## Task instructions
Among the entries below, find each line holding "plus" and return it.

-- Material supplied follows --

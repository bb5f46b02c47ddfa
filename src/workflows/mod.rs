//! Workflow definitions.
//!
//! Workflows come from two places: the built-ins compiled into Titan and
//! YAML files in `.titan/workflows/` (plus `[workflows] dir`). A file whose
//! `name` matches a built-in replaces it. Definitions are resolved against a
//! [`PluginRegistry`] into runnable [`Workflow`]s.

mod builtin;
mod schema;

pub use schema::{StepDefinition, StepTarget, WorkflowDefinition};

use std::collections::{BTreeMap, BTreeSet};
use std::path::{Path, PathBuf};

use serde_json::{Map, Value};

use crate::core::{Settings, TITAN_DIR};
use crate::engine::{labeled, optional, CommandStep, Step, StepOutcome, Workflow, WorkflowContext};
use crate::plugins::{PluginRegistry, RegistryError};

/// Errors from loading or resolving workflows.
#[derive(Debug, thiserror::Error)]
pub enum WorkflowLoadError {
    #[error("Failed to read {path}: {source}")]
    Io {
        path: PathBuf,
        #[source]
        source: std::io::Error,
    },

    #[error("Invalid workflow YAML: {0}")]
    Yaml(#[from] serde_yaml::Error),

    #[error("{path}: {source}")]
    File {
        path: PathBuf,
        #[source]
        source: Box<WorkflowLoadError>,
    },

    #[error("Invalid workflow: {0}")]
    Invalid(String),

    #[error("Step {index} ({label}) is invalid: {reason}")]
    InvalidStep { index: usize, label: String, reason: String },

    #[error("Workflow not found: {0}")]
    NotFound(String),

    #[error("Step {index} ({label}): {source}")]
    Resolve {
        index: usize,
        label: String,
        #[source]
        source: RegistryError,
    },
}

/// Where a definition came from.
#[derive(Debug, Clone, PartialEq, Eq)]
pub enum WorkflowSource {
    Builtin,
    File(PathBuf),
}

impl std::fmt::Display for WorkflowSource {
    fn fmt(&self, f: &mut std::fmt::Formatter<'_>) -> std::fmt::Result {
        match self {
            Self::Builtin => f.write_str("built-in"),
            Self::File(path) => write!(f, "{}", path.display()),
        }
    }
}

/// A definition and its origin.
#[derive(Debug, Clone)]
pub struct CatalogEntry {
    pub definition: WorkflowDefinition,
    pub source: WorkflowSource,
}

/// Every workflow known for a project.
#[derive(Debug, Clone, Default)]
pub struct WorkflowCatalog {
    entries: BTreeMap<String, CatalogEntry>,
    disabled_plugins: BTreeSet<String>,
    problems: Vec<String>,
}

impl WorkflowCatalog {
    /// Built-ins only.
    pub fn builtin() -> Self {
        let mut catalog = Self::default();
        for (name, yaml) in builtin::BUILTIN_WORKFLOWS {
            match WorkflowDefinition::from_yaml(yaml) {
                Ok(definition) => catalog.insert(definition, WorkflowSource::Builtin),
                Err(e) => {
                    tracing::error!(workflow = name, error = %e, "Invalid built-in workflow");
                }
            }
        }
        catalog
    }

    /// Built-ins plus the project's workflow files.
    ///
    /// Files that fail to parse are skipped and reported by
    /// [`WorkflowCatalog::problems`].
    pub fn load(settings: &Settings, project_dir: &Path) -> Self {
        let mut catalog = Self::builtin();
        catalog.disabled_plugins = settings
            .plugins
            .iter()
            .filter(|(_, plugin)| !plugin.enabled)
            .map(|(name, _)| name.clone())
            .collect();

        let mut dirs = vec![project_dir.join(TITAN_DIR).join("workflows")];
        if let Some(extra) = &settings.workflows.dir {
            let extra = PathBuf::from(shellexpand::tilde(extra).as_ref());
            dirs.push(if extra.is_absolute() { extra } else { project_dir.join(extra) });
        }

        for dir in dirs {
            for path in workflow_files(&dir) {
                match load_file(&path) {
                    Ok(definition) => {
                        tracing::debug!(path = %path.display(), name = %definition.name, "Loaded workflow");
                        catalog.insert(definition, WorkflowSource::File(path));
                    }
                    Err(e) => {
                        tracing::warn!(path = %path.display(), error = %e, "Failed to load workflow");
                        catalog.problems.push(e.to_string());
                    }
                }
            }
        }

        catalog
    }

    fn insert(&mut self, definition: WorkflowDefinition, source: WorkflowSource) {
        self.entries.insert(definition.name.clone(), CatalogEntry { definition, source });
    }

    /// Entries by name.
    pub fn list(&self) -> impl Iterator<Item = &CatalogEntry> {
        self.entries.values()
    }

    pub fn get(&self, name: &str) -> Result<&CatalogEntry, WorkflowLoadError> {
        self.entries.get(name).ok_or_else(|| WorkflowLoadError::NotFound(name.to_string()))
    }

    /// Files that could not be loaded.
    pub fn problems(&self) -> &[String] {
        &self.problems
    }

    /// Build a runnable workflow from a definition.
    ///
    /// Every plugin step must exist in `registry` and belong to a plugin
    /// that is not disabled in settings.
    pub fn resolve(
        &self,
        definition: &WorkflowDefinition,
        registry: &PluginRegistry,
    ) -> Result<Workflow, WorkflowLoadError> {
        definition.validate()?;

        let mut steps = Vec::with_capacity(definition.steps.len());
        for (index, entry) in definition.steps.iter().enumerate() {
            let resolve_error = |source| WorkflowLoadError::Resolve {
                index: index + 1,
                label: entry.label(),
                source,
            };

            let mut step: Box<dyn Step> = match entry.target(index)? {
                StepTarget::Plugin { plugin, step } => {
                    if self.disabled_plugins.contains(plugin) {
                        return Err(resolve_error(RegistryError::Disabled(plugin.to_string())));
                    }
                    registry.step(plugin, step).map_err(resolve_error)?
                }
                StepTarget::Command(command) => {
                    let name = entry.id.clone().unwrap_or_else(|| "command".to_string());
                    Box::new(CommandStep::new(command).with_name(name))
                }
            };

            if !entry.params.is_empty() {
                step = Box::new(WithParams { params: entry.params.clone(), inner: step });
            }
            if let Some(name) = &entry.name {
                step = labeled(name.clone(), step);
            }
            if entry.optional {
                step = optional(step);
            }
            steps.push(step);
        }

        let mut workflow =
            Workflow::new(definition.name.clone(), steps).halt_on_error(definition.halt_on_error);
        if let Some(description) = &definition.description {
            workflow = workflow.with_description(description.clone());
        }
        Ok(workflow)
    }
}

impl WorkflowDefinition {
    /// Write `params` into the context.
    pub fn seed_params(&self, ctx: &mut WorkflowContext) {
        for (key, value) in &self.params {
            ctx.set(key.clone(), value.clone());
        }
    }

    /// Plugins referenced by the steps.
    pub fn plugins(&self) -> BTreeSet<&str> {
        self.steps.iter().filter_map(|s| s.plugin.as_deref()).collect()
    }
}

/// Writes step-level params into the context, then runs the step.
struct WithParams {
    params: Map<String, Value>,
    inner: Box<dyn Step>,
}

impl Step for WithParams {
    fn name(&self) -> &str {
        self.inner.name()
    }

    fn run(&self, ctx: &mut WorkflowContext) -> StepOutcome {
        for (key, value) in &self.params {
            ctx.set(key.clone(), value.clone());
        }
        self.inner.run(ctx)
    }
}

/// Parse a workflow file.
pub fn load_file(path: &Path) -> Result<WorkflowDefinition, WorkflowLoadError> {
    let content = std::fs::read_to_string(path)
        .map_err(|source| WorkflowLoadError::Io { path: path.to_path_buf(), source })?;
    WorkflowDefinition::from_yaml(&content)
        .map_err(|e| WorkflowLoadError::File { path: path.to_path_buf(), source: Box::new(e) })
}

/// `*.yaml` / `*.yml` files in `dir`, sorted by path.
fn workflow_files(dir: &Path) -> Vec<PathBuf> {
    let Ok(entries) = std::fs::read_dir(dir) else {
        return Vec::new();
    };
    let mut files: Vec<PathBuf> = entries
        .filter_map(Result::ok)
        .map(|entry| entry.path())
        .filter(|path| path.is_file())
        .filter(|path| path.extension().is_some_and(|e| e == "yaml" || e == "yml"))
        .collect();
    files.sort();
    files
}

#[cfg(test)]
mod tests {
    use super::*;

    #[test]
    fn test_builtins_resolve() {
        let catalog = WorkflowCatalog::builtin();
        let registry = PluginRegistry::builtin();

        let names: Vec<&str> = catalog.list().map(|e| e.definition.name.as_str()).collect();
        assert_eq!(names, vec!["ai-commit", "analyze", "atomic-commits", "commit", "create-pr"]);

        for entry in catalog.list() {
            assert_eq!(entry.source, WorkflowSource::Builtin);
            let workflow = catalog.resolve(&entry.definition, &registry).unwrap();
            assert_eq!(workflow.len(), entry.definition.steps.len());
        }
    }

    #[test]
    fn test_resolve_uses_display_names() {
        let catalog = WorkflowCatalog::builtin();
        let entry = catalog.get("commit").unwrap();
        let workflow = catalog.resolve(&entry.definition, &PluginRegistry::builtin()).unwrap();
        assert_eq!(
            workflow.step_names(),
            vec!["Check repository status", "Commit message", "Create commit"]
        );
        assert!(workflow.halts_on_error());
    }

    #[test]
    fn test_unknown_step() {
        let def = WorkflowDefinition {
            name: "broken".to_string(),
            description: None,
            halt_on_error: true,
            params: Map::new(),
            steps: vec![StepDefinition::plugin("git", "rebase")],
        };
        let err = WorkflowCatalog::builtin().resolve(&def, &PluginRegistry::builtin()).err().unwrap();
        assert!(matches!(
            err,
            WorkflowLoadError::Resolve { index: 1, source: RegistryError::UnknownStep { .. }, .. }
        ));
    }

    #[test]
    fn test_disabled_plugin_refused() {
        let settings: Settings = toml::from_str("[plugins.agents]\nenabled = false\n").unwrap();
        let dir = tempfile::tempdir().unwrap();
        let catalog = WorkflowCatalog::load(&settings, dir.path());
        let registry = PluginRegistry::builtin();

        let analyze = &catalog.get("analyze").unwrap().definition;
        let err = catalog.resolve(analyze, &registry).err().unwrap();
        assert!(matches!(
            err,
            WorkflowLoadError::Resolve { index: 3, source: RegistryError::Disabled(_), .. }
        ));

        let commit = &catalog.get("commit").unwrap().definition;
        assert!(catalog.resolve(commit, &registry).is_ok());
    }

    #[test]
    fn test_missing_workflow() {
        assert!(matches!(
            WorkflowCatalog::builtin().get("deploy"),
            Err(WorkflowLoadError::NotFound(_))
        ));
    }
}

-- Material supplied concluded --

## Solution for this task
//! YAML files in `.titan/workflows/` (plus `[workflows] dir`). A file whose
    /// Built-ins plus the project's workflow files.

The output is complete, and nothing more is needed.